::: Information given :::

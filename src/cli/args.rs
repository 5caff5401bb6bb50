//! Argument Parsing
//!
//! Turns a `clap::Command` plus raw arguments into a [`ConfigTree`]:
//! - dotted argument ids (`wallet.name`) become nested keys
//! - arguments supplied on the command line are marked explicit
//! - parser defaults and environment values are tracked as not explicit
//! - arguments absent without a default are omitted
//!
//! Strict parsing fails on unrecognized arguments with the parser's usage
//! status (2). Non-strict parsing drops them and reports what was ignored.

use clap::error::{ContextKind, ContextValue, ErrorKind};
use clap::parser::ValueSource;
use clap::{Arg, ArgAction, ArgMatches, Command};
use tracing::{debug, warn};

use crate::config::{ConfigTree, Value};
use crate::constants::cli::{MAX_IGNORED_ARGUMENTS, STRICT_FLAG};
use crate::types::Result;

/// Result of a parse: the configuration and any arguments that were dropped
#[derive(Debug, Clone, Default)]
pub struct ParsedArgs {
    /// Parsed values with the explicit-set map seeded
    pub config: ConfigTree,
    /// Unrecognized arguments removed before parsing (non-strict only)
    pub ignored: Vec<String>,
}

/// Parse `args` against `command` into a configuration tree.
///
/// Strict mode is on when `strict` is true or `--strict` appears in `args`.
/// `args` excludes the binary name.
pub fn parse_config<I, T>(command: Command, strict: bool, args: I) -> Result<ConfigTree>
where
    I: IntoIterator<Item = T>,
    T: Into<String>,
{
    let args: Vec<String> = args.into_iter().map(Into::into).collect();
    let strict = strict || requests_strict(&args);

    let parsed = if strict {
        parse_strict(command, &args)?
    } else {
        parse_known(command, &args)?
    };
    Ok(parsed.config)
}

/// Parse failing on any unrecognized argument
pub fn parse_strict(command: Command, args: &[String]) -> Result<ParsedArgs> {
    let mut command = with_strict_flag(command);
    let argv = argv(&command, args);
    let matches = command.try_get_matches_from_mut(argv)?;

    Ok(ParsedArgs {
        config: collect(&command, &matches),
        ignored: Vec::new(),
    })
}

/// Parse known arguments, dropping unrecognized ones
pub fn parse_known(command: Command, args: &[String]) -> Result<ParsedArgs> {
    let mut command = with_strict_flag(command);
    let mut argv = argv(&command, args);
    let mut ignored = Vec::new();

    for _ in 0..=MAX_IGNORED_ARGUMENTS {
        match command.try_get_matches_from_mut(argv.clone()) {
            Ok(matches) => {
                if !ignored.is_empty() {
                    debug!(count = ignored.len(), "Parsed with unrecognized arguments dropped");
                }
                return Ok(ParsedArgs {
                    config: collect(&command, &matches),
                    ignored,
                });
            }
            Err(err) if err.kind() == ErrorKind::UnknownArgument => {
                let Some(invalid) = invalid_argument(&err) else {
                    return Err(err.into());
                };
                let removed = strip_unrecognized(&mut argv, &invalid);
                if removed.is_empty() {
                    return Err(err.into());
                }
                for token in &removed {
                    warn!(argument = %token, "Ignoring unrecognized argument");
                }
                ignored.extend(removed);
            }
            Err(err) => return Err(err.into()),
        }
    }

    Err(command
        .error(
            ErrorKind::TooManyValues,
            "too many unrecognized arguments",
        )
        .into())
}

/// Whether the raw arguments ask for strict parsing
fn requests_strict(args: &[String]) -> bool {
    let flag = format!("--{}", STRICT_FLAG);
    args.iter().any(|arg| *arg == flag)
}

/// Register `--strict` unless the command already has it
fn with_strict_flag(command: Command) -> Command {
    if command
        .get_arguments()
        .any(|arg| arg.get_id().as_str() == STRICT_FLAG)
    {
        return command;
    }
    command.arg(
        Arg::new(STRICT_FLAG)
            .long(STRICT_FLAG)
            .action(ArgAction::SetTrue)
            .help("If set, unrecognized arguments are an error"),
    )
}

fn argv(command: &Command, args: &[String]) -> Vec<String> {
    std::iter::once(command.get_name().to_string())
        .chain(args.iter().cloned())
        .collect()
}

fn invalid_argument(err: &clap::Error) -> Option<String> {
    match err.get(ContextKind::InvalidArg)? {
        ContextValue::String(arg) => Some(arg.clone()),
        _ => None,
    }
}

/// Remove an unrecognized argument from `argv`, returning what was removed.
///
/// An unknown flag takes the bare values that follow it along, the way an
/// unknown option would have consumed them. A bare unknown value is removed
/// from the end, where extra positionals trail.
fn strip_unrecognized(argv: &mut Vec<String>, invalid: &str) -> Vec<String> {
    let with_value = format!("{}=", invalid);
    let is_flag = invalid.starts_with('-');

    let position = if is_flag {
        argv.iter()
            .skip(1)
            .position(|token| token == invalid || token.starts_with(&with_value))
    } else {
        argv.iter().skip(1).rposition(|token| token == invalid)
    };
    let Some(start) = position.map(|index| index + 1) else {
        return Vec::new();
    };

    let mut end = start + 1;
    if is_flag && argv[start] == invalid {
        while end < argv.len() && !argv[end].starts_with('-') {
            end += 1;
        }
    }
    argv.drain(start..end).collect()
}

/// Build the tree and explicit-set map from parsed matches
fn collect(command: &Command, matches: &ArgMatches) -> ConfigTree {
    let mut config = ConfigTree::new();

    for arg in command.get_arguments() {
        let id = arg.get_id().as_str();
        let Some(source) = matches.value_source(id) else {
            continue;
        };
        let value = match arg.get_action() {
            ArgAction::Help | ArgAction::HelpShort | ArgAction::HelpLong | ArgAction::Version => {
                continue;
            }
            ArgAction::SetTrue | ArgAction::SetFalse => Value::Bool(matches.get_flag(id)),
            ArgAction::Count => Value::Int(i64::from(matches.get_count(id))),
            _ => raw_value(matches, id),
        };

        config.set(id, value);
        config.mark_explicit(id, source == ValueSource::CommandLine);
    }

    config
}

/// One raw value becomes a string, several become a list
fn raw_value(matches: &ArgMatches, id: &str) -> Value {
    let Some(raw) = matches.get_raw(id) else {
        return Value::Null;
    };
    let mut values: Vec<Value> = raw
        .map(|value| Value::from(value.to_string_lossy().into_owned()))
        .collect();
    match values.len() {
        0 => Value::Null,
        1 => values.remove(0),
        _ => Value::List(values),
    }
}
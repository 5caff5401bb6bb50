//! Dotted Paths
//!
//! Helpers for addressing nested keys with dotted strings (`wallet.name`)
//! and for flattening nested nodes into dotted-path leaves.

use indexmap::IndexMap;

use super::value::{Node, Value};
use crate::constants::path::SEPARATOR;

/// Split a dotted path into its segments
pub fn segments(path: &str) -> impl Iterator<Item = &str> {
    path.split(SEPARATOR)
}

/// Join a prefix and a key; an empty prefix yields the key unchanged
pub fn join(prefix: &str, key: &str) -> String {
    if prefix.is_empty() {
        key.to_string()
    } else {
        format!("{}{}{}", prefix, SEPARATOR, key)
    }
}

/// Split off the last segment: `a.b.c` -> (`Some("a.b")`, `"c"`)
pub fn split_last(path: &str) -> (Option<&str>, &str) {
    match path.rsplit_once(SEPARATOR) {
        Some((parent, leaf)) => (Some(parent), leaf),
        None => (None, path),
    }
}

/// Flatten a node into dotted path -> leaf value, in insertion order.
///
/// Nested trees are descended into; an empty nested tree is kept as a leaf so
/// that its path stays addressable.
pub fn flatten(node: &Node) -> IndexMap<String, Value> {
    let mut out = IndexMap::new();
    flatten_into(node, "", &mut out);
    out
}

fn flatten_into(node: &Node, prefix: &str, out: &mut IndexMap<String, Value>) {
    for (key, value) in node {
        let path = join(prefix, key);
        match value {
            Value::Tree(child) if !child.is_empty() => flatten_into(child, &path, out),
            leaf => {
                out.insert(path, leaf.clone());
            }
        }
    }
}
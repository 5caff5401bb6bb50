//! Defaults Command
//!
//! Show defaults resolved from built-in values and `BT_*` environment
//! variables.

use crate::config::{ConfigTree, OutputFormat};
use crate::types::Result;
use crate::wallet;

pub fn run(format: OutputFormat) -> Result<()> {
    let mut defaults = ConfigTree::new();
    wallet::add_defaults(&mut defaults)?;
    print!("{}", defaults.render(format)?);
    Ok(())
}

:::

Everything above from the line containing "along, the way an" through the line containing "let is_flag = invalid.starts_with('-');" must be copied exactly. Nothing outside that range belongs in the answer.

/// An unknown flag takes the bare values that follow it along, the way an
/// unknown option would have consumed them. A bare unknown value is removed
/// from the end, where extra positionals trail.
fn strip_unrecognized(argv: &mut Vec<String>, invalid: &str) -> Vec<String> {
    let with_value = format!("{}=", invalid);
    let is_flag = invalid.starts_with('-');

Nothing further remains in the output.